It's puzzling that as we verge on gaining actual understanding of the human brain that goes beyond the very simplistic, there are people who expect that too much biology may be the problem. This thing is just getting started. It has mostly failed because we still don't understand the organ that is being studied.
As opinion goes, it's right there with saying that the phone is interesting and all but the technology has pretty much peaked in usefulness... right on the cusp of the computer industry beginning to work on telecommunications. Or finding the steam engine interesting but otherwise saying mechanics will be of little utility in the future, based on how little they were before being mastered.

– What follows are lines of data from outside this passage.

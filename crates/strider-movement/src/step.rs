//! Stepping up onto ledges no higher than the max step height

use glam::{Quat, Vec3};
use strider_core::math::segment_alpha;
use strider_core::{CollisionWorld, Hit};
use tracing::trace;

use crate::character::{CharacterMovement, MAX_FLOOR_DIST, MAX_STEP_SIDE_Z};
use crate::floor::{is_within_edge_tolerance, FloorResult};

/// Floor found at the end of a successful step.
#[derive(Debug, Clone, Default, PartialEq)]
pub struct StepDownResult {
    /// `floor` was computed by the step and can be used instead of a new floor check
    pub computed_floor: bool,
    pub floor: FloorResult,
}

/// Location and rotation restored when a step is abandoned.
#[derive(Clone, Copy)]
struct StepSnapshot {
    location: Vec3,
    rotation: Quat,
}

impl CharacterMovement {
    /// Whether the character may step up onto the surface in `hit`.
    pub fn can_step_up(&self, hit: &Hit) -> bool {
        if !hit.is_valid_blocking_hit() || self.is_falling() {
            return false;
        }
        hit.props.can_step_up
    }

    /// Try to climb over the obstacle in `hit` while moving by `delta`.
    ///
    /// The character moves up against gravity, forward, then back down. On
    /// success the step-down floor is returned (computed when walking). On
    /// failure location and rotation are exactly as before the call.
    pub fn step_up(
        &mut self,
        world: &dyn CollisionWorld,
        gravity_dir: Vec3,
        delta: Vec3,
        hit: &Hit,
    ) -> Option<StepDownResult> {
        if !self.can_step_up(hit) || self.config.max_step_height <= 0.0 {
            return None;
        }

        let old_location = self.location;
        let radius = self.radius;
        let half_height = self.half_height;
        let capsule_down = -self.component_axis_z();
        let max_step_height = self.config.max_step_height;

        // Only step when the impact lies between the capsule bottom and the top hemisphere
        let bottom = old_location + capsule_down * half_height;
        let top = old_location - capsule_down * (half_height - radius).max(0.0);
        let alpha = segment_alpha(hit.impact_point, bottom, top);
        if alpha > 1.0 || alpha <= 0.0 {
            return None;
        }

        let mut step_travel_up = max_step_height;
        let mut step_travel_down = step_travel_up;
        let step_side_z = -hit.impact_normal.dot(gravity_dir);
        let mut floor_point = old_location + capsule_down * half_height;

        if self.is_moving_on_ground() && self.current_floor.is_walkable_floor() {
            // Max step height is measured from the floor, not from where we hover
            let floor_dist = self.current_floor.floor_dist.max(0.0);
            step_travel_up = (step_travel_up - floor_dist).max(0.0);
            step_travel_down = max_step_height + MAX_FLOOR_DIST * 2.0;

            let hit_vertical_face = !is_within_edge_tolerance(hit.location, capsule_down, radius, hit.impact_point);
            if !self.current_floor.line_trace && !hit_vertical_face {
                floor_point = self.current_floor.hit.impact_point;
            } else {
                floor_point += capsule_down * self.current_floor.floor_dist;
            }
        }

        let snapshot = StepSnapshot {
            location: self.location,
            rotation: self.rotation,
        };
        let rotation = self.rotation;

        // Up
        let sweep_up = self.move_updated_component(world, -gravity_dir * step_travel_up, rotation);
        if sweep_up.start_penetrating {
            trace!("step up rejected: penetrating going up");
            self.restore_step(snapshot);
            return None;
        }

        // Forward
        let mut forward = self.move_updated_component(world, delta, rotation);
        if forward.blocking {
            if forward.start_penetrating {
                trace!("step up rejected: penetrating going forward");
                self.restore_step(snapshot);
                return None;
            }

            // Blocked above and ahead; report both
            if sweep_up.blocking {
                self.handle_impact(world, &sweep_up, 0.0, Vec3::ZERO);
            }
            self.handle_impact(world, &forward, 0.0, Vec3::ZERO);
            if self.is_falling() {
                return Some(StepDownResult::default());
            }

            let forward_time = forward.time;
            let normal = forward.normal;
            let slide_amount = self.slide_along_surface(world, delta, 1.0 - forward_time, normal, &mut forward, true);

            if self.is_falling() {
                self.restore_step(snapshot);
                return None;
            }
            if forward_time == 0.0 && slide_amount == 0.0 {
                trace!("step up rejected: no forward progress");
                self.restore_step(snapshot);
                return None;
            }
        }

        // Down
        let rotation = self.rotation;
        let down = self.move_updated_component(world, gravity_dir * step_travel_down, rotation);
        if down.start_penetrating {
            trace!("step up rejected: penetrating going down");
            self.restore_step(snapshot);
            return None;
        }

        let mut result = StepDownResult::default();
        if down.is_valid_blocking_hit() {
            let delta_z = (floor_point - down.impact_point).dot(capsule_down);
            if delta_z > max_step_height {
                trace!(height = delta_z, "step up rejected: too high");
                self.restore_step(snapshot);
                return None;
            }

            if !self.is_walkable(&down) {
                if delta.dot(down.impact_normal) < 0.0 {
                    trace!(normal = ?down.impact_normal, "step up rejected: unwalkable normal opposed to movement");
                    self.restore_step(snapshot);
                    return None;
                }
                // Stepping down onto an unwalkable surface is fine, stepping up onto one is not
                if (old_location - down.location).dot(capsule_down) > 0.0 {
                    trace!(normal = ?down.impact_normal, "step up rejected: unwalkable normal above old position");
                    self.restore_step(snapshot);
                    return None;
                }
            }

            if !is_within_edge_tolerance(down.location, capsule_down, radius, down.impact_point) {
                trace!("step up rejected: outside edge tolerance");
                self.restore_step(snapshot);
                return None;
            }

            if delta_z > 0.0 && !self.can_step_up(&down) {
                trace!("step up rejected: surface cannot be stepped on");
                self.restore_step(snapshot);
                return None;
            }

            if self.is_moving_on_ground() {
                let location = self.location;
                result.floor = self.find_floor(world, location, false, Some(&down));

                // A real step we cannot perch on; better to slide along it
                if (old_location - down.location).dot(capsule_down) > 0.0
                    && !result.floor.blocking_hit
                    && step_side_z < MAX_STEP_SIDE_Z
                {
                    trace!("step up rejected: no floor on top of the step");
                    self.restore_step(snapshot);
                    return None;
                }
                result.computed_floor = true;
            }
        }

        trace!(height = (old_location - self.location).dot(capsule_down), "stepped up");
        self.just_teleported |= !self.config.maintain_horizontal_ground_velocity;
        Some(result)
    }

    fn restore_step(&mut self, snapshot: StepSnapshot) {
        self.location = snapshot.location;
        self.rotation = snapshot.rotation;
    }
}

If anything, it highlights the fact that it's nearly impossible to solve a medical puzzle until you actually understand its mechanisms, that just winging it with guesses and basically coming up with some opinion at random and just rolling with it obviously yields poor results. I just don't understand how people can say it's been a failure to understand disease of the brain while we still barely know a damn thing about how it works at all. Learn to walk. Then learn to run. Don't write off the toddler that's just beginning to walk steadily as never going to be able to run based on current wobbliness.
It's not as if alternative approaches will have anything new to offer. Non-biological approaches today are still exactly the same as they were a full century ago: think happy thoughts and don't not think happy thoughts. Technology isn't going to make any difference here, unlike what an actual understanding of the brain will do.